Dataset records
- Opening Delimiter -

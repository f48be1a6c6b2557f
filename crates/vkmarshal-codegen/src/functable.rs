//! Loader-facing entry points and the global, instance and device
//! `vkGet*ProcAddr` resolvers.

use itertools::Itertools;
use tracing::{debug, info};
use vkmarshal_types::{Feature, FeatureKind, TypeRegistry, VulkanApi};

use crate::config::GenConfig;
use crate::dispatch::Wrapper;
use crate::error::GenError;
use crate::sink::{GeneratedFile, OutputSink};

const DEVICE_LEVEL_DISPATCH: &[&str] = &["VkDevice", "VkQueue", "VkCommandBuffer"];

#[derive(Debug, Clone, Copy, PartialEq, Eq)]
enum Resolver {
    Global,
    Instance,
    Device,
}

impl Resolver {
    fn proto(self) -> &'static str {
        match self {
            Resolver::Global => "void* goldfish_vulkan_get_proc_address(const char* name)",
            Resolver::Instance => {
                "void* goldfish_vulkan_get_instance_proc_address(ResourceTracker* resources, VkInstance instance, const char* name)"
            }
            Resolver::Device => {
                "void* goldfish_vulkan_get_device_proc_address(ResourceTracker* resources, VkDevice device, const char* name)"
            }
        }
    }
}

pub fn entry_fn(api: &str) -> String {
    format!("entry_{api}")
}

pub fn dyn_check_fn(api: &str) -> String {
    format!("dynCheck_entry_{api}")
}

fn is_device_level(api: &VulkanApi) -> bool {
    api.parameters
        .first()
        .is_some_and(|p| p.pointer_indirection_levels == 0 && DEVICE_LEVEL_DISPATCH.contains(&p.type_name.as_str()))
}

fn takes_device(api: &VulkanApi) -> bool {
    api.parameters
        .first()
        .is_some_and(|p| p.pointer_indirection_levels == 0 && p.type_name == "VkDevice")
}

fn version_macro(major: u32, minor: u32) -> String {
    format!("VK_MAKE_VERSION({major}, {minor}, 0)")
}

pub struct FuncTableGenerator<'r> {
    registry: &'r TypeRegistry,
    config: GenConfig,
    sink: OutputSink,
    entries: usize,
}

impl<'r> FuncTableGenerator<'r> {
    pub fn new(registry: &'r TypeRegistry, config: &GenConfig) -> Self {
        Self {
            registry,
            config: config.clone(),
            sink: OutputSink::new(config.output.func_table.clone()),
            entries: 0,
        }
    }

    pub fn into_files(self) -> Vec<GeneratedFile> {
        info!(entries = self.entries, stem = self.sink.stem(), "function table");
        self.sink.into_files()
    }

    fn forward(&mut self, api: &VulkanApi) {
        let cgen = &mut self.sink.imp;
        let args = api.parameters.iter().map(|p| p.param_name.as_str()).join(", ");
        let call = format!("vkEnc->{}({args})", api.name);
        if api.has_return() {
            let ret = api.return_value();
            cgen.stmt(format!("{t} {} = ({t})0", ret.param_name, t = ret.type_name));
            cgen.stmt(format!("{} = {call}", ret.param_name));
            cgen.stmt(format!("return {}", ret.param_name));
        } else {
            cgen.stmt(call);
        }
    }

    fn emit_entry(&mut self, api: &VulkanApi) {
        let proto = self.sink.imp.func_proto_named(api, &entry_fn(&api.name), true);
        self.sink.imp.begin_function(format!("static {proto}"));
        self.sink.imp.stmt("auto vkEnc = ResourceTracker::getThreadLocalEncoder()");
        self.forward(api);
        self.sink.imp.end_function();
    }

    /// Device extension entry that reports calls made without the
    /// extension enabled on the device, then forwards.
    fn emit_dyn_check(&mut self, api: &VulkanApi, extension: &str) {
        let proto = self.sink.imp.func_proto_named(api, &dyn_check_fn(&api.name), true);
        let device = api
            .parameters
            .first()
            .map(|p| p.param_name.clone())
            .unwrap_or_default();
        let cgen = &mut self.sink.imp;
        cgen.begin_function(format!("static {proto}"));
        cgen.stmt("auto vkEnc = ResourceTracker::getThreadLocalEncoder()");
        cgen.stmt("auto resources = vkEnc->resources()");
        cgen.begin_if(format!("!resources->hasDeviceExtension({device}, \"{extension}\")"));
        cgen.stmt(format!(
            "sOnInvalidDynamicallyCheckedCall(\"{}\", \"{extension}\")",
            api.name
        ));
        cgen.end_if();
        self.forward(api);
        self.sink.imp.end_function();
    }

    fn has_dyn_check(&self, api: &VulkanApi) -> bool {
        takes_device(api)
            && self
                .registry
                .feature_of_command(&api.name)
                .is_some_and(|f| f.kind == FeatureKind::DeviceExtension)
    }

    /// Returned expression for one name in one resolver, or `None` when the
    /// resolver does not list it.
    fn resolved(&self, resolver: Resolver, api: &VulkanApi, feature: Option<&Feature>) -> Option<String> {
        let entry = format!("(void*){}", entry_fn(&api.name));
        let kind = match feature {
            None => return Some(entry),
            Some(f) if f.is_core_1_0() => {
                return match resolver {
                    Resolver::Device if !is_device_level(api) => None,
                    _ => Some(entry),
                }
            }
            Some(f) => &f.kind,
        };
        let ext = feature.map(|f| f.name.as_str()).unwrap_or_default();
        match (resolver, kind) {
            (Resolver::Global, _) => Some(entry),
            (Resolver::Instance, FeatureKind::Version { major, minor }) => Some(format!(
                "resources->getApiVersionFromInstance(instance) >= {} ? {entry} : nullptr",
                version_macro(*major, *minor)
            )),
            (Resolver::Instance, FeatureKind::InstanceExtension) => Some(format!(
                "resources->hasInstanceExtension(instance, \"{ext}\") ? {entry} : nullptr"
            )),
            (Resolver::Instance, FeatureKind::DeviceExtension) if self.has_dyn_check(api) => {
                Some(format!("(void*){}", dyn_check_fn(&api.name)))
            }
            (Resolver::Instance, FeatureKind::DeviceExtension) => Some(entry),
            (Resolver::Device, _) if !is_device_level(api) => None,
            (Resolver::Device, FeatureKind::Version { major, minor }) => Some(format!(
                "resources->getApiVersionFromDevice(device) >= {} ? {entry} : nullptr",
                version_macro(*major, *minor)
            )),
            (Resolver::Device, _) => Some(format!(
                "resources->hasDeviceExtension(device, \"{ext}\") ? {entry} : nullptr"
            )),
        }
    }

    fn emit_name(&mut self, resolver: Resolver, name: &str, api: &VulkanApi, feature: Option<&Feature>) {
        let value = if self.config.is_excluded(&api.name) || self.config.is_excluded(name) {
            Some("nullptr".to_string())
        } else {
            self.resolved(resolver, api, feature)
        };
        if let Some(value) = value {
            let cgen = &mut self.sink.imp;
            cgen.begin_if(format!("!strcmp(name, \"{name}\")"));
            cgen.stmt(format!("return {value}"));
            cgen.end_if();
        }
    }

    fn emit_resolver(&mut self, resolver: Resolver) {
        let registry = self.registry;
        self.sink.header.stmt(resolver.proto());
        self.sink.imp.begin_function(resolver.proto());
        match resolver {
            Resolver::Global => {}
            Resolver::Instance => {
                self.sink.imp.stmt("(void)resources");
                self.sink.imp.stmt("(void)instance");
            }
            Resolver::Device => {
                self.sink.imp.stmt("(void)resources");
                self.sink.imp.stmt("(void)device");
            }
        }

        let mut listed = std::collections::HashSet::new();
        for feature in &registry.features {
            let names: Vec<(&str, &VulkanApi)> = feature
                .commands
                .iter()
                .filter_map(|name| {
                    let target = registry.resolve_alias(name);
                    registry.command(target).map(|api| (name.as_str(), api))
                })
                .filter(|(name, _)| listed.insert(name.to_string()))
                .collect();
            if names.is_empty() {
                continue;
            }
            self.sink.imp.raw(format!("#ifdef {}", feature.name));
            for (name, api) in names {
                self.emit_name(resolver, name, api, Some(feature));
            }
            self.sink.imp.raw("#endif");
        }
        for (api, feature) in registry.ordered_commands() {
            if feature.is_none() && listed.insert(api.name.clone()) {
                self.emit_name(resolver, &api.name, api, None);
            }
        }
        self.sink.imp.stmt("return nullptr");
        self.sink.imp.end_function();
    }
}

impl Wrapper for FuncTableGenerator<'_> {
    fn on_begin(&mut self) -> Result<(), GenError> {
        self.sink.include_system("vulkan/vulkan.h");
        self.sink.include("ResourceTracker.h");
        self.sink.header.blank();

        let encoder = format!("{}.h", self.config.output.encoder);
        let imp = &mut self.sink.imp;
        imp.raw(format!("#include \"{encoder}\""));
        imp.raw("#include <log/log.h>");
        imp.raw("#include <string.h>");
        imp.blank();
        imp.begin_function("[[noreturn]] static void sOnInvalidDynamicallyCheckedCall(const char* apiname, const char* neededFeature)");
        imp.stmt("ALOGE(\"invalid call to %s: %s not supported\", apiname, neededFeature)");
        imp.stmt("abort()");
        imp.end_function();
        Ok(())
    }

    fn on_begin_feature(&mut self, feature: &Feature) -> Result<(), GenError> {
        self.sink.imp.raw(format!("#ifdef {}", feature.name));
        Ok(())
    }

    fn on_gen_cmd(&mut self, api: &VulkanApi, _opcode: u32) -> Result<(), GenError> {
        debug!(name = %api.name, "function table entry");
        self.emit_entry(api);
        self.entries += 1;
        if self.has_dyn_check(api) {
            let extension = self
                .registry
                .feature_of_command(&api.name)
                .map(|f| f.name.clone())
                .unwrap_or_default();
            self.emit_dyn_check(api, &extension);
        }
        Ok(())
    }

    fn on_end_feature(&mut self, _feature: &Feature) -> Result<(), GenError> {
        self.sink.imp.raw("#endif");
        Ok(())
    }

    fn on_end(&mut self) -> Result<(), GenError> {
        for resolver in [Resolver::Global, Resolver::Instance, Resolver::Device] {
            self.emit_resolver(resolver);
        }
        Ok(())
    }
}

- Closing Delimiter -

• TASK DIRECTIONS: Working from the data above, extract solely the lines from the one containing "self.emit_name(resolver, &api.name, api, None);" through the one containing "static void sOnInvalidDynamicallyCheckedCall(const", exactly as they appear, both included.

• SOLVED PROBLEM:
                self.emit_name(resolver, &api.name, api, None);
            }
        }
        self.sink.imp.stmt("return nullptr");
        self.sink.imp.end_function();
    }
}

impl Wrapper for FuncTableGenerator<'_> {
    fn on_begin(&mut self) -> Result<(), GenError> {
        self.sink.include_system("vulkan/vulkan.h");
        self.sink.include("ResourceTracker.h");
        self.sink.header.blank();

        let encoder = format!("{}.h", self.config.output.encoder);
        let imp = &mut self.sink.imp;
        imp.raw(format!("#include \"{encoder}\""));
        imp.raw("#include <log/log.h>");
        imp.raw("#include <string.h>");
        imp.blank();
        imp.begin_function("[[noreturn]] static void sOnInvalidDynamicallyCheckedCall(const char* apiname, const char* neededFeature)");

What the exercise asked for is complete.